Johan Edstedt · Qiyu Sun · Georg Bökman · Mårten Wadenbäck · Michael Felsberg
RoMa is the robust dense feature matcher capable of estimating pixel-dense warps and reliable certainties for almost any image pair.
In your python environment (tested on Linux python 3.10), run:
pip install -e .
We provide two demos in the demos folder. Here's the gist of it:
from roma import roma_outdoor
roma_model = roma_outdoor(device=device)
# Match
warp, certainty = roma_model.match(imA_path, imB_path, device=device)
# Sample matches for estimation
matches, certainty = roma_model.sample(warp, certainty)
# Convert to pixel coordinates (RoMa produces matches in [-1,1]x[-1,1])
kptsA, kptsB = roma_model.to_pixel_coordinates(matches, H_A, W_A, H_B, W_B)

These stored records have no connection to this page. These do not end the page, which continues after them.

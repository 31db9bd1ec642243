use image::{Rgba, RgbaImage};

use crate::types::Frame;

// Logical coordinate space: the full signed 16-bit range per axis.
const LOGICAL_EXTENT: f64 = 65536.0;
const LOGICAL_CENTER: f64 = 32768.0;

/// Background of rasterized frames: opaque black, the unlit room the
/// laser draws in.
pub const BACKGROUND: Rgba<u8> = Rgba([0, 0, 0, 255]);

/// Maps a logical coordinate pair onto pixel space for the given
/// canvas size. The origin moves to the canvas center and the y axis
/// flips, since logical y grows upward while screen y grows downward.
///
/// The far logical corners land exactly on the canvas edge
/// (column `width`, row `height`); the plot routine clips those.
pub fn project(x: i16, y: i16, width: u32, height: u32) -> (f64, f64) {
    let px = (x as f64 + LOGICAL_CENTER) * (width as f64 / LOGICAL_EXTENT);
    let py = (LOGICAL_CENTER - y as f64) * (height as f64 / LOGICAL_EXTENT);
    (px, py)
}

impl Frame {
    /// Rasterizes the frame onto a `width` x `height` canvas.
    ///
    /// Records are walked in path order, each paired with its
    /// predecessor: a record with the last flag stops the walk, a
    /// blanked record advances the beam without drawing, any other
    /// record draws a segment from the previous record's position in
    /// the record's own color. The first record only ever seeds the
    /// beam position. Z is carried in the data model but unused here.
    ///
    /// Segments are one pixel wide with no anti-aliasing; endpoints
    /// round to the nearest pixel.
    pub fn to_rgba8(&self, width: u32, height: u32) -> RgbaImage {
        let mut image = RgbaImage::from_pixel(width, height, BACKGROUND);

        for (prev, rec) in self.records.iter().zip(self.records.iter().skip(1)) {
            if rec.last() {
                break;
            }
            if rec.blank() {
                continue;
            }
            draw_segment(
                &mut image,
                project(prev.x, prev.y, width, height),
                project(rec.x, rec.y, width, height),
                Rgba([rec.r, rec.g, rec.b, 255]),
            );
        }

        image
    }
}

/// Plots a straight segment with integer Bresenham stepping. Pixels
/// falling outside the canvas are dropped.
fn draw_segment(image: &mut RgbaImage, from: (f64, f64), to: (f64, f64), color: Rgba<u8>) {
    let (mut x, mut y) = (from.0.round() as i64, from.1.round() as i64);
    let (x1, y1) = (to.0.round() as i64, to.1.round() as i64);

    let dx = (x1 - x).abs();
    let dy = -(y1 - y).abs();
    let step_x = if x < x1 { 1 } else { -1 };
    let step_y = if y < y1 { 1 } else { -1 };
    let mut err = dx + dy;

    loop {
        if x >= 0 && y >= 0 && (x as u32) < image.width() && (y as u32) < image.height() {
            image.put_pixel(x as u32, y as u32, color);
        }
        if x == x1 && y == y1 {
            break;
        }
        let e2 = 2 * err;
        if e2 >= dy {
            err += dy;
            x += step_x;
        }
        if e2 <= dx {
            err += dx;
            y += step_y;
        }
    }
}

#[cfg(test)]
mod test {
    use super::*;
    use crate::types::{Format, Record, STATUS_BLANK, STATUS_LAST};

    fn point(x: i16, y: i16, color: [u8; 3], status: u8) -> Record {
        Record {
            x,
            y,
            z: 0,
            r: color[0],
            g: color[1],
            b: color[2],
            status,
        }
    }

    fn frame(records: Vec<Record>) -> Frame {
        Frame {
            format: Format::Indexed3d,
            frame_name: String::new(),
            company_name: String::new(),
            records,
        }
    }

    fn count_non_background(image: &RgbaImage) -> usize {
        image.pixels().filter(|&&p| p != BACKGROUND).count()
    }

    const RED: [u8; 3] = [255, 0, 0];
    const GREEN: [u8; 3] = [0, 255, 0];
    const BLUE: [u8; 3] = [0, 0, 255];

    #[test]
    fn projection_centers_and_flips_y() {
        // bottom-left logical corner lands on the left edge, off the
        // bottom of the canvas by exactly the edge row
        assert_eq!(project(-32768, -32768, 512, 512), (0.0, 512.0));

        let (px, py) = project(32767, 32767, 512, 512);
        assert!(px > 511.0 && px < 512.0);
        assert!(py > 0.0 && py < 1.0);

        // the logical origin is the canvas center
        assert_eq!(project(0, 0, 512, 512), (256.0, 256.0));
    }

    #[test]
    fn empty_frame_is_all_background() {
        let image = frame(vec![]).to_rgba8(16, 16);
        assert_eq!(image.dimensions(), (16, 16));
        assert_eq!(count_non_background(&image), 0);
    }

    #[test]
    fn single_record_draws_nothing() {
        let image = frame(vec![point(0, 0, RED, 0)]).to_rgba8(64, 64);
        assert_eq!(count_non_background(&image), 0);
    }

    #[test]
    fn draws_segments_in_destination_color() {
        // (-30000, 30000) -> (3, 3) on a 64x64 canvas, and so on
        let image = frame(vec![
            point(-30000, 30000, BLUE, 0),
            point(30000, 30000, RED, 0),
            point(30000, -30000, GREEN, 0),
        ])
        .to_rgba8(64, 64);

        // horizontal run at row 3 takes the destination's red, not the
        // start point's blue; the shared corner is repainted green
        assert_eq!(*image.get_pixel(3, 3), Rgba([255, 0, 0, 255]));
        assert_eq!(*image.get_pixel(32, 3), Rgba([255, 0, 0, 255]));
        assert_eq!(*image.get_pixel(61, 3), Rgba([0, 255, 0, 255]));
        assert_eq!(*image.get_pixel(61, 32), Rgba([0, 255, 0, 255]));
        assert_eq!(*image.get_pixel(61, 61), Rgba([0, 255, 0, 255]));

        // two axis-aligned runs of 59 pixels sharing one corner
        assert_eq!(count_non_background(&image), 59 + 59 - 1);
    }

    #[test]
    fn blank_record_moves_the_beam_without_drawing() {
        // draw nothing into the blanked point, then draw from the
        // blanked point's position, not from the first record
        let image = frame(vec![
            point(-30000, 30000, RED, 0),
            point(-30000, -30000, RED, STATUS_BLANK),
            point(30000, -30000, RED, 0),
        ])
        .to_rgba8(64, 64);

        // only the bottom run exists
        assert_eq!(*image.get_pixel(3, 61), Rgba([255, 0, 0, 255]));
        assert_eq!(*image.get_pixel(61, 61), Rgba([255, 0, 0, 255]));
        // the blanked segment down the left edge was skipped
        assert_eq!(*image.get_pixel(3, 3), BACKGROUND);
        assert_eq!(*image.get_pixel(3, 32), BACKGROUND);
        // and no diagonal from the first record either
        assert_eq!(*image.get_pixel(32, 32), BACKGROUND);

        assert_eq!(count_non_background(&image), 59);
    }

    #[test]
    fn last_record_stops_the_walk() {
        let image = frame(vec![
            point(-30000, 30000, RED, 0),
            point(30000, 30000, RED, 0),
            point(30000, -30000, BLUE, STATUS_LAST),
            point(-30000, -30000, BLUE, 0),
        ])
        .to_rgba8(64, 64);

        // one segment before the sentinel, nothing at or after it
        assert_eq!(count_non_background(&image), 59);
        assert!(image.pixels().all(|&p| p != Rgba([0, 0, 255, 255])));
    }

    #[test]
    fn sentinel_right_after_start_draws_nothing() {
        let image = frame(vec![
            point(-30000, 30000, RED, 0),
            point(30000, 30000, RED, STATUS_LAST),
        ])
        .to_rgba8(64, 64);
        assert_eq!(count_non_background(&image), 0);
    }

    #[test]
    fn edge_corner_pixels_are_clipped() {
        // both endpoints project onto the far canvas edge; nothing to
        // paint, nothing to panic about
        let image = frame(vec![
            point(-32768, -32768, RED, 0),
            point(32767, -32768, RED, 0),
        ])
        .to_rgba8(64, 64);
        assert_eq!(count_non_background(&image), 0);
    }
}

# Find a fundamental matrix (or anything else of interest)
F, mask = cv2.findFundamentalMat(
kptsA.cpu().numpy(), kptsB.cpu().numpy(), ransacReprojThreshold=0.2, method=cv2.USAC_MAGSAC, confidence=0.999999, maxIters=10000
)
New: You can also match arbitrary keypoints with RoMa. A demo for this will be added soon.
The experiments in the paper are provided in the experiments folder.

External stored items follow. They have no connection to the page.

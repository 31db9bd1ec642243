//! ILDA image data transfer format decoding and rasterization
//!
//! Decodes the laser show frames of an ILDA stream and rasterizes each
//! frame's point path into an RGBA pixel buffer.

pub mod error;
mod palette;
mod parser;
mod render;
mod types;
mod utils;

pub use palette::{Palette, DEFAULT_PALETTE};
pub use render::{project, BACKGROUND};
pub use types::*;
pub use utils::{decode, decode_file, decode_with_palette};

- First follow the instructions provided here: https://github.com/Parskatt/DKM for downloading and preprocessing datasets.
- Run the relevant experiment, e.g.,
torchrun --nproc_per_node=4 --nnodes=1 --rdzv_backend=c10d experiments/roma_outdoor.py
python experiments/roma_outdoor.py --only_test --benchmark mega-1500
All our code except DINOv2 is MIT license. DINOv2 has an Apache 2 license DINOv2.
Our codebase builds on the code in DKM.
If you find our models useful, please consider citing our paper!
@article{edstedt2023roma,
title={{RoMa: Robust Dense Feature Matching}},
author={Edstedt, Johan and Sun, Qiyu and Bökman, Georg and Wadenbäck, Mårten and Felsberg, Michael},
journal={arXiv preprint arXiv:2305.15404},
year={2023}
}